I was influenced by John Brookes very early in my gardening life. Here was a designer I could identify with, someone who had a freshness and vision that appealed to me, who broke away from the hitherto staid and formal ideas of what a garden 'should be'. His concept of a "room outside" was perfectly in tune with the zeitgeist of the ‘sixties’ and he was an inspiration for young gardeners like myself who wanted to foster an affinity with nature without destroying it.

Today, he is one of the world's most influential garden designers having created over 1,200 garden designs for clients throughout the globe and he has inspired generations of designers with his teaching, lecturing, books and magazine articles.

Perhaps, most importantly, he has taught us that a garden is far more than a space for growing flowers. Indeed, in his new book 'John Brookes Garden Design Course' he makes the pertinent comment that: "Today, at the beginning of the 21st century, we are increasingly adopting a stance that we are not superior to nature, and forcing a plan upon it, but that we are part of it and are becoming more and more sensitive to it."

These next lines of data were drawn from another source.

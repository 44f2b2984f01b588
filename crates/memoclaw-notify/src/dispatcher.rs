//! Per-run orchestration: for every configured user, gate the slot, pick
//! the content, render it, deliver it, record it.
//!
//! Users run strictly in configuration order; one user's failure never
//! stops the next. State is mutated in memory and written back exactly
//! once at the end of the run (never in dry-run mode).

use chrono::{Datelike, Local, NaiveDate, Utc};

use memoclaw_core::config::{MemoClawConfig, User};
use memoclaw_core::error::{MemoClawError, Result};
use memoclaw_core::retry::with_retry;
use memoclaw_photos::immich::ImmichClient;
use memoclaw_photos::memories::{filter_for_date, parse_memories, RawMemory};
use memoclaw_photos::persons::rank_top_persons;
use memoclaw_push::{NtfyClient, PushAuth};

use crate::selector::{
    render_memory, render_person, select_memory_asset, select_person_photo, slot_role,
    year_for_slot, SelectorContext, SlotContent, SlotRole,
};
use crate::state::{NotifyState, StateStore};

/// Flags for one slot run.
#[derive(Debug, Clone)]
pub struct RunOptions {
    pub slot: u32,
    pub date: NaiveDate,
    pub test_mode: bool,
    pub dry_run: bool,
    pub force: bool,
}

/// How a single user's processing ended.
#[derive(Debug, Clone, Copy, PartialEq, Eq)]
pub enum UserOutcome {
    /// Disabled in config.
    Disabled,
    /// This slot already went out today.
    AlreadySent,
    /// Eligible, but the day offers nothing for this slot.
    Nothing,
    /// Dry run: rendered and logged, not sent.
    Previewed,
    /// Delivered (and recorded, unless test mode).
    Sent,
}

/// Result of a whole run.
#[derive(Debug, Clone)]
pub struct RunReport {
    pub success_count: usize,
    pub total_users: usize,
}

impl RunReport {
    pub fn all_succeeded(&self) -> bool {
        self.success_count == self.total_users
    }
}

/// Serve one slot for every configured user.
pub async fn run_slot(
    config: &MemoClawConfig,
    store: &StateStore,
    opts: &RunOptions,
) -> RunReport {
    let mut state = store.load();
    let ntfy = NtfyClient::new(&config.ntfy.url);

    let mut success_count = 0;
    for user in &config.users {
        match process_user(config, &ntfy, &mut state, user, opts).await {
            Ok(outcome) => {
                tracing::debug!("[{}] Outcome: {outcome:?}", user.name);
                success_count += 1;
            }
            Err(e) => {
                tracing::error!("❌ [{}] {e}", user.name);
            }
        }
    }

    if !opts.dry_run {
        if let Err(e) = store.save(&state) {
            tracing::error!("❌ {e}");
        }
    }

    tracing::info!(
        "Complete: {success_count}/{} users successful",
        config.users.len()
    );
    RunReport {
        success_count,
        total_users: config.users.len(),
    }
}

/// One user, one slot. Every network call is retry-wrapped; errors mark
/// this user failed without touching anyone else.
pub async fn process_user(
    config: &MemoClawConfig,
    ntfy: &NtfyClient,
    state: &mut NotifyState,
    user: &User,
    opts: &RunOptions,
) -> Result<UserOutcome> {
    if !user.enabled {
        tracing::info!("[{}] Skipped (disabled)", user.name);
        return Ok(UserOutcome::Disabled);
    }
    if user.api_key.trim().is_empty() {
        return Err(MemoClawError::CredentialMissing(user.name.clone()));
    }
    if !state.is_slot_eligible(&user.name, opts.date, opts.slot, opts.force, opts.test_mode) {
        tracing::info!(
            "[{}] Slot {} already sent today, skipping",
            user.name,
            opts.slot
        );
        return Ok(UserOutcome::AlreadySent);
    }

    let settings = &config.settings;
    let retry = &settings.retry;
    let client = ImmichClient::new(&config.immich.url, &user.api_key);
    tracing::info!("[{}] Processing slot {}...", user.name, opts.slot);

    let memories = with_retry("memories", retry.max_attempts, retry.delay_seconds, || {
        client.fetch_memories()
    })
    .await?;
    tracing::debug!("[{}] {} memories in library", user.name, memories.len());

    let mut target_date = opts.date;
    let mut todays = filter_for_date(&memories, target_date);
    if opts.test_mode && todays.is_empty() {
        if let Some(date) = probe_test_date(&memories) {
            tracing::info!("[{}] Test mode: using date {date}", user.name);
            target_date = date;
            todays = filter_for_date(&memories, date);
        }
    }

    let digest = if todays.is_empty() {
        tracing::info!("[{}] No memories for {target_date}", user.name);
        None
    } else {
        let digest = parse_memories(&todays);
        tracing::info!(
            "[{}] {} assets from years {:?}",
            user.name,
            digest.total_assets,
            digest.years
        );
        if digest.years.is_empty() { None } else { Some(digest) }
    };

    let role = slot_role(digest.is_some(), opts.slot, settings);
    if role == SlotRole::Nothing {
        tracing::info!("[{}] Nothing configured for slot {}", user.name, opts.slot);
        return Ok(UserOutcome::Nothing);
    }

    let top_persons = rank_top_persons(&client, retry, settings.top_persons_limit).await?;
    let sent_assets = state.assets_sent_today(&user.name, target_date);
    let ctx = SelectorContext {
        client: &client,
        settings,
        top_persons: &top_persons,
        sent_assets: &sent_assets,
    };

    let (content, mut detail) = if role == SlotRole::Memory {
        let Some(digest) = digest.as_ref() else {
            return Ok(UserOutcome::Nothing);
        };
        let Some(year) = year_for_slot(&digest.years, opts.slot) else {
            return Ok(UserOutcome::Nothing);
        };
        match select_memory_asset(&ctx, digest, year).await? {
            Some((asset, detail)) => (SlotContent::Memory { year, asset }, detail),
            None => {
                tracing::info!("[{}] No asset for year {year}", user.name);
                return Ok(UserOutcome::Nothing);
            }
        }
    } else {
        match select_person_photo(&ctx, Utc::now()).await? {
            Some((person, asset)) => (SlotContent::Person { person, asset }, None),
            None => {
                tracing::info!("[{}] No person photo available", user.name);
                return Ok(UserOutcome::Nothing);
            }
        }
    };

    // Location is garnish: fetch the detail if selection didn't already,
    // and shrug off failures.
    let mut city = None;
    if settings.include_location {
        if detail.is_none() {
            detail = with_retry("asset detail", retry.max_attempts, retry.delay_seconds, || {
                client.fetch_asset(&content.asset().id)
            })
            .await
            .ok();
        }
        city = detail
            .as_ref()
            .and_then(|d| d.exif.as_ref())
            .and_then(|e| e.city.clone());
    }

    let message = match &content {
        SlotContent::Memory { year, asset } => render_memory(
            *year,
            target_date.year(),
            asset.kind,
            &config.messages,
            settings,
            opts.test_mode,
            city.as_deref(),
        ),
        SlotContent::Person { person, asset } => render_person(
            &person.name,
            asset.kind,
            &config.messages,
            settings,
            opts.test_mode,
            city.as_deref(),
        ),
    };

    if opts.dry_run {
        tracing::info!(
            "[{}] [DRY RUN] Would send: {} - {}",
            user.name,
            message.title,
            message.body
        );
        return Ok(UserOutcome::Previewed);
    }

    let asset_id = content.asset().id.clone();
    let thumbnail = match with_retry("thumbnail", retry.max_attempts, retry.delay_seconds, || {
        client.fetch_thumbnail(&asset_id)
    })
    .await
    {
        Ok(bytes) => {
            tracing::debug!("[{}] Thumbnail: {} bytes", user.name, bytes.len());
            Some(bytes)
        }
        Err(e) => {
            tracing::warn!("⚠️ [{}] Could not fetch thumbnail: {e}", user.name);
            None
        }
    };

    let auth = push_auth(user);
    with_retry("publish", retry.max_attempts, retry.delay_seconds, || {
        ntfy.send(&user.topic, &message, thumbnail.as_deref(), auth.as_ref())
    })
    .await?;
    tracing::info!("✅ [{}] Notification sent: {}", user.name, message.title);

    if !opts.test_mode {
        state.record_send(
            &user.name,
            target_date,
            opts.slot,
            Some(&asset_id),
            Local::now(),
        );
    }
    Ok(UserOutcome::Sent)
}

fn push_auth(user: &User) -> Option<PushAuth> {
    match (&user.username, &user.password) {
        (Some(username), Some(password)) => Some(PushAuth {
            username: username.clone(),
            password: password.clone(),
        }),
        _ => None,
    }
}

/// Test mode on a day without memories: borrow the date of the first
/// memory that actually has content so the run exercises the full path.
fn probe_test_date(memories: &[RawMemory]) -> Option<NaiveDate> {
    for memory in memories.iter().take(10) {
        let Some(prefix) = memory.show_at.get(..10) else {
            continue;
        };
        let Ok(date) = NaiveDate::parse_from_str(prefix, "%Y-%m-%d") else {
            continue;
        };
        if !filter_for_date(memories, date).is_empty() {
            return Some(date);
        }
    }
    None
}

#[cfg(test)]
mod tests {
    use super::*;
    use chrono::Local;
    use memoclaw_photos::memories::{MemoryData, RawAsset};

    fn test_config() -> MemoClawConfig {
        // Unroutable endpoints: any network attempt in these tests is a bug.
        toml::from_str(
            r#"
            [immich]
            url = "http://127.0.0.1:1"
            [ntfy]
            url = "http://127.0.0.1:1"

            [[users]]
            name = "alice"
            api_key = "key"
            topic = "alice-topic"
            "#,
        )
        .unwrap()
    }

    fn opts(slot: u32) -> RunOptions {
        RunOptions {
            slot,
            date: NaiveDate::from_ymd_opt(2025, 7, 4).unwrap(),
            test_mode: false,
            dry_run: false,
            force: false,
        }
    }

    #[tokio::test]
    async fn test_already_sent_slot_is_a_quiet_noop() {
        let config = test_config();
        let ntfy = NtfyClient::new(&config.ntfy.url);
        let mut state = NotifyState::default();
        state.record_send(
            "alice",
            NaiveDate::from_ymd_opt(2025, 7, 4).unwrap(),
            1,
            Some("a1"),
            Local::now(),
        );
        let before = state.clone();

        // Would hit the unroutable Immich URL if the gate let it through.
        let outcome = process_user(&config, &ntfy, &mut state, &config.users[0], &opts(1))
            .await
            .unwrap();
        assert_eq!(outcome, UserOutcome::AlreadySent);
        assert_eq!(
            state.users["alice"].slots_sent,
            before.users["alice"].slots_sent
        );
    }

    #[tokio::test]
    async fn test_disabled_user_succeeds_without_work() {
        let mut config = test_config();
        config.users[0].enabled = false;
        let ntfy = NtfyClient::new(&config.ntfy.url);
        let mut state = NotifyState::default();
        let outcome = process_user(&config, &ntfy, &mut state, &config.users[0], &opts(1))
            .await
            .unwrap();
        assert_eq!(outcome, UserOutcome::Disabled);
        assert!(state.users.is_empty());
    }

    #[tokio::test]
    async fn test_missing_credential_fails_user() {
        let mut config = test_config();
        config.users[0].api_key = String::new();
        let ntfy = NtfyClient::new(&config.ntfy.url);
        let mut state = NotifyState::default();
        let err = process_user(&config, &ntfy, &mut state, &config.users[0], &opts(1))
            .await
            .unwrap_err();
        assert!(matches!(err, MemoClawError::CredentialMissing(_)));
    }

    #[tokio::test]
    async fn test_run_slot_with_no_users_reports_clean() {
        let mut config = test_config();
        config.users.clear();
        let dir = std::env::temp_dir().join("memoclaw-test-dispatch");
        std::fs::create_dir_all(&dir).unwrap();
        let store = StateStore::new(dir.join("state.json"));
        let report = run_slot(&config, &store, &opts(1)).await;
        assert_eq!(report.total_users, 0);
        assert!(report.all_succeeded());
        std::fs::remove_dir_all(&dir).ok();
    }

    #[test]
    fn test_probe_test_date_finds_first_dated_memory() {
        let memories = vec![
            RawMemory {
                show_at: String::new(),
                data: MemoryData { year: Some(2020) },
                assets: vec![],
            },
            RawMemory {
                show_at: "2024-03-09T00:00:00Z".into(),
                data: MemoryData { year: Some(2019) },
                assets: vec![RawAsset {
                    id: Some("a1".into()),
                    kind: Default::default(),
                }],
            },
        ];
        assert_eq!(
            probe_test_date(&memories),
            Some(NaiveDate::from_ymd_opt(2024, 3, 9).unwrap())
        );
        assert_eq!(probe_test_date(&[]), None);
    }
}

After working for Brenda Colvin and Sylvia Crowe, he went on to study landscape design at University College London before setting up in private practice in 1964. Towards the end of the ‘swinging sixties’ his concept for using small urban gardens for entertaining became established.

At the start of his career he admits that he was influenced by reading books from the States, particularly the work of people like Thomas Church. He explains: "I worked for some time on an architectural magazine here and I could see that most architects hadn’t a clue about what happened outside the front or back door and the combination of the two made me start thinking of that space outside there, it wasn't a cottage garden or country garden scaled down to urban proportions - it had to be a new sort of concept." The rest is, as they say, history.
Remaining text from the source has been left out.